Assignment: Copy every record below, exactly as written.

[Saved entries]
***
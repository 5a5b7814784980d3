//! Tangent.

use rust_decimal::Decimal;

use crate::defs::Error;
use crate::ops::cos::cos;
use crate::ops::sin::sin;
use crate::ops::util::div;

/// Computes the tangent of `x` radians as sin(x) / cos(x).
///
/// ## Errors
///
///  - Undefined: cos(x) is exactly zero, i.e. `x` is an odd multiple of pi/2.
///  - Overflow: the result is too large.
pub fn tan(x: Decimal) -> Result<Decimal, Error> {
    let c = cos(x)?;

    if c.is_zero() {
        return Err(Error::Undefined);
    }

    div(sin(x)?, c)
}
***
Exercise answer:
repository 5a5b7814784980d3
//! Tangent.

use rust_decimal::Decimal;

use crate::defs::Error;
use crate::ops::cos::cos;
use crate::ops::sin::sin;
use crate::ops::util::div;

/// Computes the tangent of `x` radians as sin(x) / cos(x).
///
/// ## Errors
///
///  - Undefined: cos(x) is exactly zero, i.e. `x` is an odd multiple of pi/2.
///  - Overflow: the result is too large.
pub fn tan(x: Decimal) -> Result<Decimal, Error> {
    let c = cos(x)?;

    if c.is_zero() {
        return Err(Error::Undefined);
    }

    div(sin(x)?, c)
}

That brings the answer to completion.